§ Task objective
Copy out all of the data that follows, exactly as it appears.

§ Records
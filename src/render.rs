// src/render.rs
//
// Output strategies for a finished report: plain lines, a boxed table,
// or a timestamped CSV file under `results/`.

use std::io::{self, Write};
use std::path::PathBuf;

use chrono::{DateTime, Local};
use comfy_table::{presets, CellAlignment, ContentArrangement, Table};
use tracing::info;

use crate::config::Config;
use crate::error::{Result, ScrapeError};
use crate::file::write_table_csv;
use crate::table::ReportTable;

#[derive(Clone, Copy, Debug, Default, PartialEq, Eq)]
pub enum OutputKind {
    #[default]
    Plain,
    Pretty,
    File,
}

impl OutputKind {
    /// Unknown or absent names fall back to `Plain`.
    pub fn from_name(name: Option<&str>) -> Self {
        match name.map(|n| n.trim().to_ascii_lowercase()).as_deref() {
            Some("pretty") => OutputKind::Pretty,
            Some("file") => OutputKind::File,
            _ => OutputKind::Plain,
        }
    }
}

/// What a render produced, for callers that care.
#[derive(Debug, PartialEq, Eq)]
pub enum Rendered {
    Console,
    Saved(PathBuf),
}

/// Render to stdout, or to `results/` for `OutputKind::File`.
pub fn render(table: &ReportTable, kind: OutputKind, report_name: &str, config: &Config) -> Result<Rendered> {
    match kind {
        OutputKind::Plain | OutputKind::Pretty => {
            let stdout = io::stdout();
            let mut lock = stdout.lock();
            render_console(table, kind, &mut lock).map_err(|e| ScrapeError::io("<stdout>", e))?;
            Ok(Rendered::Console)
        }
        OutputKind::File => {
            let path = save_csv(table, report_name, config, Local::now())?;
            Ok(Rendered::Saved(path))
        }
    }
}

/// Plain or pretty text into any writer. `File` is treated as plain.
pub fn render_console<W: Write>(table: &ReportTable, kind: OutputKind, w: &mut W) -> io::Result<()> {
    match kind {
        OutputKind::Pretty => writeln!(w, "{}", pretty_table(table)),
        OutputKind::Plain | OutputKind::File => {
            for record in table.records() {
                writeln!(w, "{}", record.join(" "))?;
            }
            Ok(())
        }
    }
}

pub fn pretty_table(table: &ReportTable) -> Table {
    let mut out = Table::new();
    out.load_preset(presets::ASCII_FULL_CONDENSED)
        .set_content_arrangement(ContentArrangement::Disabled)
        .set_header(table.header());
    for r in table.rows() {
        out.add_row(r);
    }
    for col in out.column_iter_mut() {
        col.set_cell_alignment(CellAlignment::Left);
    }
    out
}

/// `{report_name}_{timestamp}.csv`
pub fn csv_file_name(report_name: &str, at: &DateTime<Local>, datetime_format: &str) -> String {
    format!("{report_name}_{}.csv", at.format(datetime_format))
}

pub fn save_csv(table: &ReportTable, report_name: &str, config: &Config, at: DateTime<Local>) -> Result<PathBuf> {
    let name = csv_file_name(report_name, &at, &config.datetime_format);
    let path = write_table_csv(table, &config.results_dir(), &name)?;
    info!("Файл с результатами был сохранён: {}", path.display());
    Ok(path)
}
// src/config/consts.rs

// Net config
pub const MAIN_DOC_URL: &str = "https://docs.python.org/3/";
pub const PEP_DOC_URL: &str = "https://peps.python.org/";
pub const DEFAULT_ENCODING: &str = "utf-8";
pub const USER_AGENT: &str = concat!("docs_scrape/", env!("CARGO_PKG_VERSION"));
pub const REQUEST_TIMEOUT_SECS: u64 = 30;

// Relative paths on the documentation site
pub const WHATS_NEW_PATH: &str = "whatsnew/";
pub const DOWNLOAD_PATH: &str = "download.html";

// Local cache
pub const STORE_DIR: &str = ".store";
pub const HTTP_CACHE_SUBDIR: &str = "http_cache";

// Logs
pub const LOG_DIR: &str = "logs";
pub const LOG_FILE: &str = "parser.log";

// Export
pub const RESULTS_DIR: &str = "results";
pub const DOWNLOADS_DIR: &str = "downloads";
pub const DATETIME_FORMAT: &str = "%Y-%m-%d_%H-%M-%S";
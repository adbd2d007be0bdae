// src/log.rs
//
// Console + file logging. Timestamps are elapsed time since start,
// `HH:MM:SS.mmm`, on both sinks.

use std::fmt;
use std::path::Path;
use std::sync::OnceLock;
use std::time::Instant;

use tracing_appender::non_blocking::WorkerGuard;
use tracing_subscriber::{
    EnvFilter, Layer,
    fmt::{format::Writer, time::FormatTime},
    layer::SubscriberExt,
    util::SubscriberInitExt,
};

use crate::config::consts::LOG_FILE;
use crate::error::{Result, ScrapeError};

static START: OnceLock<Instant> = OnceLock::new();

fn start() -> Instant {
    *START.get_or_init(Instant::now)
}

pub fn fmt_elapsed(ms: u128) -> String {
    let total_ms = ms as u64;
    let h = total_ms / 3_600_000;
    let m = (total_ms % 3_600_000) / 60_000;
    let s = (total_ms % 60_000) / 1_000;
    let ms = total_ms % 1_000;
    format!("{h:02}:{m:02}:{s:02}.{ms:03}")
}

#[derive(Clone, Copy, Debug, Default)]
pub struct Elapsed;

impl FormatTime for Elapsed {
    fn format_time(&self, w: &mut Writer<'_>) -> fmt::Result {
        write!(w, "[{}]", fmt_elapsed(start().elapsed().as_millis()))
    }
}

/// Keep alive for the whole run; dropping it flushes the file sink.
pub struct LogGuard {
    _file: WorkerGuard,
}

/// Install the global subscriber: stderr at `info` (or `debug` when
/// `verbose`), `logs/parser.log` at `debug`. `RUST_LOG` overrides the console level.
pub fn init(log_dir: &Path, verbose: bool) -> Result<LogGuard> {
    start();
    std::fs::create_dir_all(log_dir).map_err(|e| ScrapeError::io(log_dir, e))?;

    let (file_writer, guard) = tracing_appender::non_blocking(tracing_appender::rolling::never(log_dir, LOG_FILE));

    let console_level = if verbose { "debug" } else { "info" };
    let console_filter = EnvFilter::try_from_default_env().unwrap_or_else(|_| EnvFilter::new(console_level));

    let console = tracing_subscriber::fmt::layer()
        .with_writer(std::io::stderr)
        .with_timer(Elapsed)
        .with_target(false)
        .with_filter(console_filter);

    let file = tracing_subscriber::fmt::layer()
        .with_writer(file_writer)
        .with_timer(Elapsed)
        .with_ansi(false)
        .with_filter(EnvFilter::new("debug"));

    // A subscriber may already be installed (tests, embedding); keep it.
    let _ = tracing_subscriber::registry().with(console).with(file).try_init();

    Ok(LogGuard { _file: guard })
}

§ Response for this exercise
filename src/render.rs
// src/render.rs
//
// Output strategies for a finished report: plain lines, a boxed table,
// or a timestamped CSV file under `results/`.

use std::io::{self, Write};
use std::path::PathBuf;

use chrono::{DateTime, Local};
use comfy_table::{presets, CellAlignment, ContentArrangement, Table};
use tracing::info;

use crate::config::Config;
use crate::error::{Result, ScrapeError};
use crate::file::write_table_csv;
use crate::table::ReportTable;

#[derive(Clone, Copy, Debug, Default, PartialEq, Eq)]
pub enum OutputKind {
    #[default]
    Plain,
    Pretty,
    File,
}

impl OutputKind {
    /// Unknown or absent names fall back to `Plain`.
    pub fn from_name(name: Option<&str>) -> Self {
        match name.map(|n| n.trim().to_ascii_lowercase()).as_deref() {
            Some("pretty") => OutputKind::Pretty,
            Some("file") => OutputKind::File,
            _ => OutputKind::Plain,
        }
    }
}

/// What a render produced, for callers that care.
#[derive(Debug, PartialEq, Eq)]
pub enum Rendered {
    Console,
    Saved(PathBuf),
}

/// Render to stdout, or to `results/` for `OutputKind::File`.
pub fn render(table: &ReportTable, kind: OutputKind, report_name: &str, config: &Config) -> Result<Rendered> {
    match kind {
        OutputKind::Plain | OutputKind::Pretty => {
            let stdout = io::stdout();
            let mut lock = stdout.lock();
            render_console(table, kind, &mut lock).map_err(|e| ScrapeError::io("<stdout>", e))?;
            Ok(Rendered::Console)
        }
        OutputKind::File => {
            let path = save_csv(table, report_name, config, Local::now())?;
            Ok(Rendered::Saved(path))
        }
    }
}

/// Plain or pretty text into any writer. `File` is treated as plain.
pub fn render_console<W: Write>(table: &ReportTable, kind: OutputKind, w: &mut W) -> io::Result<()> {
    match kind {
        OutputKind::Pretty => writeln!(w, "{}", pretty_table(table)),
        OutputKind::Plain | OutputKind::File => {
            for record in table.records() {
                writeln!(w, "{}", record.join(" "))?;
            }
            Ok(())
        }
    }
}

pub fn pretty_table(table: &ReportTable) -> Table {
    let mut out = Table::new();
    out.load_preset(presets::ASCII_FULL_CONDENSED)
        .set_content_arrangement(ContentArrangement::Disabled)
        .set_header(table.header());
    for r in table.rows() {
        out.add_row(r);
    }
    for col in out.column_iter_mut() {
        col.set_cell_alignment(CellAlignment::Left);
    }
    out
}

/// `{report_name}_{timestamp}.csv`
pub fn csv_file_name(report_name: &str, at: &DateTime<Local>, datetime_format: &str) -> String {
    format!("{report_name}_{}.csv", at.format(datetime_format))
}

pub fn save_csv(table: &ReportTable, report_name: &str, config: &Config, at: DateTime<Local>) -> Result<PathBuf> {
    let name = csv_file_name(report_name, &at, &config.datetime_format);
    let path = write_table_csv(table, &config.results_dir(), &name)?;
    info!("Файл с результатами был сохранён: {}", path.display());
    Ok(path)
}
// src/config/consts.rs

// Net config
pub const MAIN_DOC_URL: &str = "https://docs.python.org/3/";
pub const PEP_DOC_URL: &str = "https://peps.python.org/";
pub const DEFAULT_ENCODING: &str = "utf-8";
pub const USER_AGENT: &str = concat!("docs_scrape/", env!("CARGO_PKG_VERSION"));
pub const REQUEST_TIMEOUT_SECS: u64 = 30;

// Relative paths on the documentation site
pub const WHATS_NEW_PATH: &str = "whatsnew/";
pub const DOWNLOAD_PATH: &str = "download.html";

// Local cache
pub const STORE_DIR: &str = ".store";
pub const HTTP_CACHE_SUBDIR: &str = "http_cache";

// Logs
pub const LOG_DIR: &str = "logs";
pub const LOG_FILE: &str = "parser.log";

// Export
pub const RESULTS_DIR: &str = "results";
pub const DOWNLOADS_DIR: &str = "downloads";
pub const DATETIME_FORMAT: &str = "%Y-%m-%d_%H-%M-%S";
repository adbd2d007be0bdae
// src/log.rs
//
// Console + file logging. Timestamps are elapsed time since start,
// `HH:MM:SS.mmm`, on both sinks.

use std::fmt;
use std::path::Path;
use std::sync::OnceLock;
use std::time::Instant;

use tracing_appender::non_blocking::WorkerGuard;
use tracing_subscriber::{
    EnvFilter, Layer,
    fmt::{format::Writer, time::FormatTime},
    layer::SubscriberExt,
    util::SubscriberInitExt,
};

use crate::config::consts::LOG_FILE;
use crate::error::{Result, ScrapeError};

static START: OnceLock<Instant> = OnceLock::new();

fn start() -> Instant {
    *START.get_or_init(Instant::now)
}

pub fn fmt_elapsed(ms: u128) -> String {
    let total_ms = ms as u64;
    let h = total_ms / 3_600_000;
    let m = (total_ms % 3_600_000) / 60_000;
    let s = (total_ms % 60_000) / 1_000;
    let ms = total_ms % 1_000;
    format!("{h:02}:{m:02}:{s:02}.{ms:03}")
}

#[derive(Clone, Copy, Debug, Default)]
pub struct Elapsed;

impl FormatTime for Elapsed {
    fn format_time(&self, w: &mut Writer<'_>) -> fmt::Result {
        write!(w, "[{}]", fmt_elapsed(start().elapsed().as_millis()))
    }
}

/// Keep alive for the whole run; dropping it flushes the file sink.
pub struct LogGuard {
    _file: WorkerGuard,
}

/// Install the global subscriber: stderr at `info` (or `debug` when
/// `verbose`), `logs/parser.log` at `debug`. `RUST_LOG` overrides the console level.
pub fn init(log_dir: &Path, verbose: bool) -> Result<LogGuard> {
    start();
    std::fs::create_dir_all(log_dir).map_err(|e| ScrapeError::io(log_dir, e))?;

    let (file_writer, guard) = tracing_appender::non_blocking(tracing_appender::rolling::never(log_dir, LOG_FILE));

    let console_level = if verbose { "debug" } else { "info" };
    let console_filter = EnvFilter::try_from_default_env().unwrap_or_else(|_| EnvFilter::new(console_level));

    let console = tracing_subscriber::fmt::layer()
        .with_writer(std::io::stderr)
        .with_timer(Elapsed)
        .with_target(false)
        .with_filter(console_filter);

    let file = tracing_subscriber::fmt::layer()
        .with_writer(file_writer)
        .with_timer(Elapsed)
        .with_ansi(false)
        .with_filter(EnvFilter::new("debug"));

    // A subscriber may already be installed (tests, embedding); keep it.
    let _ = tracing_subscriber::registry().with(console).with(file).try_init();

    Ok(LogGuard { _file: guard })
}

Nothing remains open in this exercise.